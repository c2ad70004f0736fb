use std::sync::Arc;

use log::warn;
use till_cache::CacheStore;
use till_config::RetryConfig;
use till_core::{Profile, UserMeta};
use till_platform::RestClient;
use uuid::Uuid;

/// What a hydration pass learned about the profile.
#[derive(Debug, Clone, PartialEq)]
pub enum ProfileOutcome {
    /// Authoritative row straight from the service
    Fresh(Profile),
    /// Network gave up; the last cached row stands in
    CachedFallback(Profile),
    /// Neither network nor cache produced a row
    Placeholder(Profile),
    /// The row is soft-deleted; the session must be terminated
    Deleted,
}

/// Resolves the profile row for an authenticated user: authoritative fetch
/// with bounded linear-backoff retry, idempotent default-row provisioning
/// when no row exists, and graceful degradation through the cache.
pub struct ProfileHydrator {
    rest: Arc<RestClient>,
    cache: Arc<CacheStore>,
    retry: RetryConfig,
}

impl ProfileHydrator {
    pub fn new(rest: Arc<RestClient>, cache: Arc<CacheStore>, retry: RetryConfig) -> Self {
        Self { rest, cache, retry }
    }

    /// Optimistic cache read applied before any network work.
    pub fn cached(&self, user_id: Uuid) -> Option<Profile> {
        self.cache.load_profile(user_id)
    }

    /// Authoritative fetch. Transient failures (network errors, deadline
    /// overruns, 5xx) are retried with linear backoff; anything else, or
    /// exhaustion, degrades through `fallback`.
    pub async fn resolve(&self, token: &str, meta: &UserMeta) -> ProfileOutcome {
        for attempt in 1..=self.retry.max_attempts {
            match self.rest.fetch_profile(token, meta.id).await {
                Ok(Some(profile)) if profile.is_deleted() => return ProfileOutcome::Deleted,
                Ok(Some(profile)) => return ProfileOutcome::Fresh(profile),
                Ok(None) => return self.provision(token, meta).await,
                Err(e) if e.is_transient() && attempt < self.retry.max_attempts => {
                    let delay = self.retry.delay_after(attempt);
                    warn!(
                        "Profile fetch attempt {attempt}/{} failed: {e}; retrying in {delay:?}",
                        self.retry.max_attempts
                    );
                    tokio::time::sleep(delay).await;
                }
                Err(e) => {
                    warn!("Profile fetch gave up on attempt {attempt}: {e}");
                    break;
                }
            }
        }

        self.fallback(meta)
    }

    /// Degrade without the network at all (no usable token). Same cache
    /// preference order as post-retry fallback.
    pub(crate) fn fallback(&self, meta: &UserMeta) -> ProfileOutcome {
        match self.cache.load_profile(meta.id) {
            Some(profile) if profile.is_deleted() => ProfileOutcome::Deleted,
            Some(profile) => ProfileOutcome::CachedFallback(profile),
            None => ProfileOutcome::Placeholder(Profile::placeholder(meta)),
        }
    }

    /// An authenticated user with no profile row gets a minimal default row
    /// via idempotent upsert. If the upsert cannot land, degrade like any
    /// other failure.
    async fn provision(&self, token: &str, meta: &UserMeta) -> ProfileOutcome {
        match self
            .rest
            .upsert_profile(token, &Profile::default_row(meta))
            .await
        {
            Ok(profile) => ProfileOutcome::Fresh(profile),
            Err(e) => {
                warn!("Default profile provisioning failed: {e}");
                self.fallback(meta)
            }
        }
    }
}
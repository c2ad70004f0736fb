//! Edge Caller: authenticated invocation of the privileged serverless
//! operations (employee lifecycle and company repair). These operations run
//! outside row-level policies, so every call carries a freshly validated
//! bearer token.

use crate::auth::AuthClient;
use crate::claims::TokenClaims;
use crate::error::{PlatformError, Result as PlatformResult};

use std::sync::Arc;
use std::time::Duration;

use log::debug;
use serde::Serialize;
use serde_json::{Value, json};
use till_config::PlatformConfig;
use till_core::Role;
use uuid::Uuid;

const HTTP_TIMEOUT: Duration = Duration::from_secs(30);

/// Payload for the create-employee operation.
#[derive(Debug, Clone, Serialize)]
pub struct NewEmployee {
    pub email: String,
    pub password: String,
    pub display_name: String,
    pub role: Role,
    #[serde(skip_serializing_if = "Option::is_none")]
    pub branch_id: Option<Uuid>,
}

/// Partial update for the update-employee operation.
#[derive(Debug, Clone, Default, Serialize)]
pub struct EmployeeUpdate {
    #[serde(skip_serializing_if = "Option::is_none")]
    pub display_name: Option<String>,
    #[serde(skip_serializing_if = "Option::is_none")]
    pub role: Option<Role>,
    #[serde(skip_serializing_if = "Option::is_none")]
    pub branch_id: Option<Uuid>,
}

pub struct EdgeCaller {
    http: reqwest::Client,
    base_url: String,
    anon_key: String,
    expected_issuer: String,
    auth: Arc<AuthClient>,
}

impl EdgeCaller {
    pub fn new(config: &PlatformConfig, auth: Arc<AuthClient>) -> Self {
        let http = reqwest::Client::builder()
            .timeout(HTTP_TIMEOUT)
            .build()
            .expect("Failed to create HTTP client");

        Self {
            http,
            base_url: config.base_url.trim_end_matches('/').to_string(),
            anon_key: config.anon_key.clone(),
            expected_issuer: config.expected_issuer(),
            auth,
        }
    }

    /// Invoke a named privileged operation with a JSON body.
    ///
    /// The access token is refreshed when near expiry and its issuing
    /// authority must match this project; a stale cross-environment token
    /// is rejected before any network traffic.
    pub async fn invoke(&self, name: &str, body: &Value) -> PlatformResult<Value> {
        let token = self.auth.fresh_access_token().await?;
        self.check_issuer(&token)?;

        let url = format!("{}/functions/v1/{name}", self.base_url);
        debug!("Invoking privileged operation {name}");

        let resp = self
            .http
            .post(&url)
            .header("apikey", &self.anon_key)
            .bearer_auth(&token)
            .json(body)
            .send()
            .await?;

        let status = resp.status();
        let payload = resp.json::<Value>().await.unwrap_or(Value::Null);

        if !status.is_success() {
            return Err(PlatformError::api(
                status.as_u16(),
                edge_error_message(&payload),
            ));
        }

        Ok(payload)
    }

    pub async fn create_employee(&self, employee: &NewEmployee) -> PlatformResult<Value> {
        let body = serde_json::to_value(employee)
            .map_err(|e| PlatformError::api(0, e.to_string()))?;
        self.invoke("create-employee", &body).await
    }

    pub async fn update_employee(
        &self,
        target_user_id: Uuid,
        update: &EmployeeUpdate,
    ) -> PlatformResult<Value> {
        let mut body = serde_json::to_value(update)
            .map_err(|e| PlatformError::api(0, e.to_string()))?;
        body["target_user_id"] = json!(target_user_id);
        self.invoke("update-employee", &body).await
    }

    /// Soft-delete an employee (timestamp + actor + reason); `hard` also
    /// removes the underlying identity. Self-deletion is rejected locally
    /// before any request is issued.
    pub async fn delete_employee(
        &self,
        target_user_id: Uuid,
        reason: Option<&str>,
        hard: bool,
    ) -> PlatformResult<Value> {
        let claims = self.auth.claims().await?;
        if claims.sub == target_user_id.to_string() {
            return Err(PlatformError::self_deletion());
        }

        let body = json!({
            "target_user_id": target_user_id,
            "reason": reason,
            "hard_delete": hard,
        });
        self.invoke("delete-employee", &body).await
    }

    /// Ask the backend to backfill a missing company linkage for the caller.
    pub async fn repair_missing_company_id(&self) -> PlatformResult<Value> {
        self.invoke("repair-missing-company-id", &json!({})).await
    }

    fn check_issuer(&self, token: &str) -> PlatformResult<()> {
        let claims = TokenClaims::decode(token)?;
        if claims.iss != self.expected_issuer {
            return Err(PlatformError::issuer_mismatch(
                self.expected_issuer.clone(),
                claims.iss,
            ));
        }
        Ok(())
    }
}

fn edge_error_message(body: &Value) -> String {
    if let Some(message) = body
        .get("error")
        .and_then(|e| e.get("message"))
        .and_then(Value::as_str)
    {
        return message.to_string();
    }
    for key in ["error", "message"] {
        if let Some(message) = body.get(key).and_then(Value::as_str) {
            return message.to_string();
        }
    }
    "Privileged operation failed".to_string()
}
::::::::::
DIRECTIONS: Check every line of the entries above, and copy those that carry the string "through".

WRITTEN SOLUTION:
/// when no row exists, and graceful degradation through the cache.
    /// exhaustion, degrades through `fallback`.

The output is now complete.